#### AIM OF THE TASK
Work out how many lines in the records include the word "progress", then answer with nothing but that number.

#### MATERIAL PROVIDED
===============
use std::io;
use std::path::PathBuf;
use std::sync::Arc;

use clap::{Parser, Subcommand, ValueEnum};
use ocfl_index::backend::{self, ObjectListOptions, ObjectSort, StateQuery};
use ocfl_index::fs::LocalFs;
use ocfl_index::inventory::VNum;
use ocfl_index::layout;
use ocfl_index::scheduler::Scheduler;
use ocfl_index::{BuildInfo, Digest, Index, IndexMode, IndexOptions};
use tokio_util::sync::CancellationToken;
use tracing::{info, warn, Level};
use tracing_subscriber::prelude::*;

#[derive(Parser)]
#[command(author, version, about, long_about = None)]
struct Cli {
    /// Whether to log in JSON
    #[arg(long)]
    json: bool,

    #[arg(long)]
    log_level: Option<Level>,

    /// Where the index is stored.
    #[arg(long, env, default_value = "redb:///var/lib/ocfl-index/index.redb")]
    index_addr: String,

    /// Path of the OCFL storage root.
    #[arg(long, env, default_value = ".")]
    storage_root: PathBuf,

    #[command(subcommand)]
    command: Commands,
}

#[derive(Clone, Copy, ValueEnum)]
enum SortArg {
    Id,
    V1Created,
    HeadCreated,
}

impl From<SortArg> for ObjectSort {
    fn from(value: SortArg) -> Self {
        match value {
            SortArg::Id => ObjectSort::Id,
            SortArg::V1Created => ObjectSort::V1Created,
            SortArg::HeadCreated => ObjectSort::HeadCreated,
        }
    }
}

#[derive(Subcommand)]
enum Commands {
    /// Indexes the storage root, or only the given objects.
    Index {
        /// Object ids to index, resolved through the storage layout.
        #[arg(long = "id", value_name = "ID")]
        ids: Vec<String>,

        /// Object root paths to index, relative to the storage root.
        #[arg(long = "path", value_name = "PATH", conflicts_with = "ids")]
        paths: Vec<String>,

        /// Also record file sizes.
        #[arg(long)]
        with_sizes: bool,

        /// Number of inventories parsed concurrently.
        #[arg(long)]
        concurrency: Option<usize>,
    },
    /// Lists indexed object roots.
    Roots {
        #[arg(long, default_value_t = 0)]
        limit: usize,

        #[arg(long, default_value = "")]
        cursor: String,
    },
    /// Lists indexed objects.
    Objects {
        #[arg(long, value_enum, default_value = "id")]
        sort: SortArg,

        #[arg(long)]
        desc: bool,

        #[arg(long, default_value_t = 0)]
        limit: usize,

        #[arg(long, default_value = "")]
        cursor: String,
    },
    /// Shows an object and its versions.
    Object {
        #[clap(value_name = "ID")]
        id: String,
    },
    /// Lists a directory in an object version.
    Ls {
        #[clap(value_name = "ID")]
        id: String,

        #[clap(value_name = "PATH", default_value = "")]
        path: String,

        /// Version to list, the head version if unset.
        #[arg(long)]
        version: Option<VNum>,

        /// List all files below the path.
        #[arg(long, short = 'r')]
        recursive: bool,

        #[arg(long, default_value_t = 0)]
        limit: usize,

        #[arg(long, default_value = "")]
        cursor: String,
    },
    /// Prints the contents of a stored file.
    Cat {
        #[clap(value_name = "DIGEST")]
        digest: String,
    },
    /// Shows counts of indexed data.
    Summary,
}

fn size(size: Option<u64>) -> String {
    size.map_or("-".to_string(), |s| s.to_string())
}

fn print_cursor(cursor: &str) {
    if !cursor.is_empty() {
        eprintln!("next cursor: {}", cursor);
    }
}

#[tokio::main]
async fn main() -> Result<(), Box<dyn std::error::Error>> {
    let cli = Cli::parse();

    // configure log settings
    let level = cli.log_level.unwrap_or(Level::INFO);

    let subscriber = tracing_subscriber::registry()
        .with(if cli.json {
            Some(
                tracing_subscriber::fmt::Layer::new()
                    .with_writer(io::stderr.with_max_level(level))
                    .json(),
            )
        } else {
            None
        })
        .with(if !cli.json {
            Some(
                tracing_subscriber::fmt::Layer::new()
                    .with_writer(io::stderr.with_max_level(level))
                    .pretty(),
            )
        } else {
            None
        });

    tracing::subscriber::set_global_default(subscriber).expect("Unable to set global subscriber");

    let fs = LocalFs::new(&cli.storage_root);
    let mut index = Index::new(
        backend::from_addr(&cli.index_addr).await?,
        Arc::new(fs.clone()),
        BuildInfo::new(env!("CARGO_PKG_NAME"), env!("CARGO_PKG_VERSION")),
    );
    if let Some(resolver) = layout::from_storage_root(&fs).await? {
        index = index.with_resolver(Arc::from(resolver));
    }

    match cli.command {
        Commands::Index {
            ids,
            paths,
            with_sizes,
            concurrency,
        } => {
            let mode = if !ids.is_empty() {
                IndexMode::ObjectIds(ids)
            } else if !paths.is_empty() {
                IndexMode::ObjectPaths(paths)
            } else {
                IndexMode::FullScan
            };
            let defaults = IndexOptions::default();
            let concurrency = concurrency.unwrap_or(defaults.concurrency);

            let scheduler = Scheduler::new();
            let mut session = scheduler.attach_monitor(CancellationToken::new()).await?;
            let printer = tokio::spawn(async move {
                loop {
                    match session.recv().await {
                        Ok(Some(line)) => println!("{}", line),
                        Ok(None) => break,
                        Err(e) => {
                            warn!(err=%e, "stopped printing progress");
                            break;
                        }
                    }
                }
            });

            let index = Arc::new(index);
            let task = scheduler.try_start("index", move |ctx| async move {
                index
                    .index(IndexOptions {
                        mode,
                        concurrency,
                        with_sizes,
                        progress: Some(ctx.progress),
                        cancel: ctx.cancel,
                    })
                    .await
            })?;

            let interrupted = {
                let cancel = task.cancel_token();
                tokio::spawn(async move {
                    if tokio::signal::ctrl_c().await.is_ok() {
                        info!("interrupted, cancelling");
                        cancel.cancel();
                    }
                })
            };
            let result = task.wait().await;
            interrupted.abort();

            scheduler.close();
            printer.await?;
            let stats = result?;
            info!(%stats, "done");
        }
        Commands::Roots { limit, cursor } => {
            let list = index.list_object_roots(limit, &cursor).await?;
            for root in &list.roots {
                println!("{}\t{}", root.path, root.indexed_at.to_rfc3339());
            }
            print_cursor(&list.next_cursor);
        }
        Commands::Objects {
            sort,
            desc,
            limit,
            cursor,
        } => {
            let list = index
                .list_objects(&ObjectListOptions {
                    sort: sort.into(),
                    descending: desc,
                    limit,
                    cursor,
                })
                .await?;
            for object in &list.objects {
                println!(
                    "{}\t{}\t{}\t{}\t{}",
                    object.ocfl_id,
                    object.spec,
                    object.head,
                    object.v1_created.map_or("-".to_string(), |t| t.to_rfc3339()),
                    object.head_created.map_or("-".to_string(), |t| t.to_rfc3339()),
                );
            }
            print_cursor(&list.next_cursor);
        }
        Commands::Object { id } => {
            let object = index.get_object(&id).await?;
            let inv = &object.inventory;
            println!("id:\t{}", inv.ocfl_id);
            println!("root:\t{}", inv.root_path);
            println!("spec:\t{}", inv.spec);
            println!("digest:\t{} {}", inv.digest_algorithm, inv.inventory_digest);
            println!("head:\t{}", inv.head);
            println!("indexed:\t{}", inv.indexed_at.to_rfc3339());
            for version in &object.versions {
                let user = version
                    .user
                    .as_ref()
                    .map_or("-".to_string(), |u| format!("{} <{}>", u.name, u.address));
                println!(
                    "{}\t{}\t{}\t{}\t{}",
                    version.num,
                    version.created.to_rfc3339(),
                    size(version.size),
                    user,
                    version.message,
                );
            }
        }
        Commands::Ls {
            id,
            path,
            version,
            recursive,
            limit,
            cursor,
        } => {
            let info = index
                .get_object_state(&StateQuery {
                    object_id: id,
                    version,
                    base_path: path.clone(),
                    recursive,
                    limit,
                    cursor,
                })
                .await?;
            if !info.is_dir {
                println!("-\t{}\t{}\t{}", size(info.size), info.digest, path);
            }
            for child in &info.children {
                println!(
                    "{}\t{}\t{}\t{}",
                    if child.is_dir { "d" } else { "-" },
                    size(child.size),
                    child.digest,
                    child.name,
                );
            }
            print_cursor(&info.next_cursor);
        }
        Commands::Cat { digest } => {
            let digest = Digest::from_hex(&digest)?;
            let mut r = index.open_content(&digest).await?;
            tokio::io::copy(&mut r, &mut tokio::io::stdout()).await?;
        }
        Commands::Summary => {
            let summary = index.summary().await?;
            let (major, minor) = index.schema_version().await?;
            println!("schema:\t{}.{}", major, minor);
            println!("object roots:\t{}", summary.object_roots);
            println!("inventories:\t{}", summary.inventories);
            println!("nodes:\t{}", summary.nodes);
            println!("names:\t{}", summary.names);
            println!("content paths:\t{}", summary.content_paths);
            println!(
                "last indexed:\t{}",
                summary
                    .indexed_at
                    .map_or("never".to_string(), |t| t.to_rfc3339())
            );
        }
    }

    Ok(())
}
===============
#### FINISHED TASK
2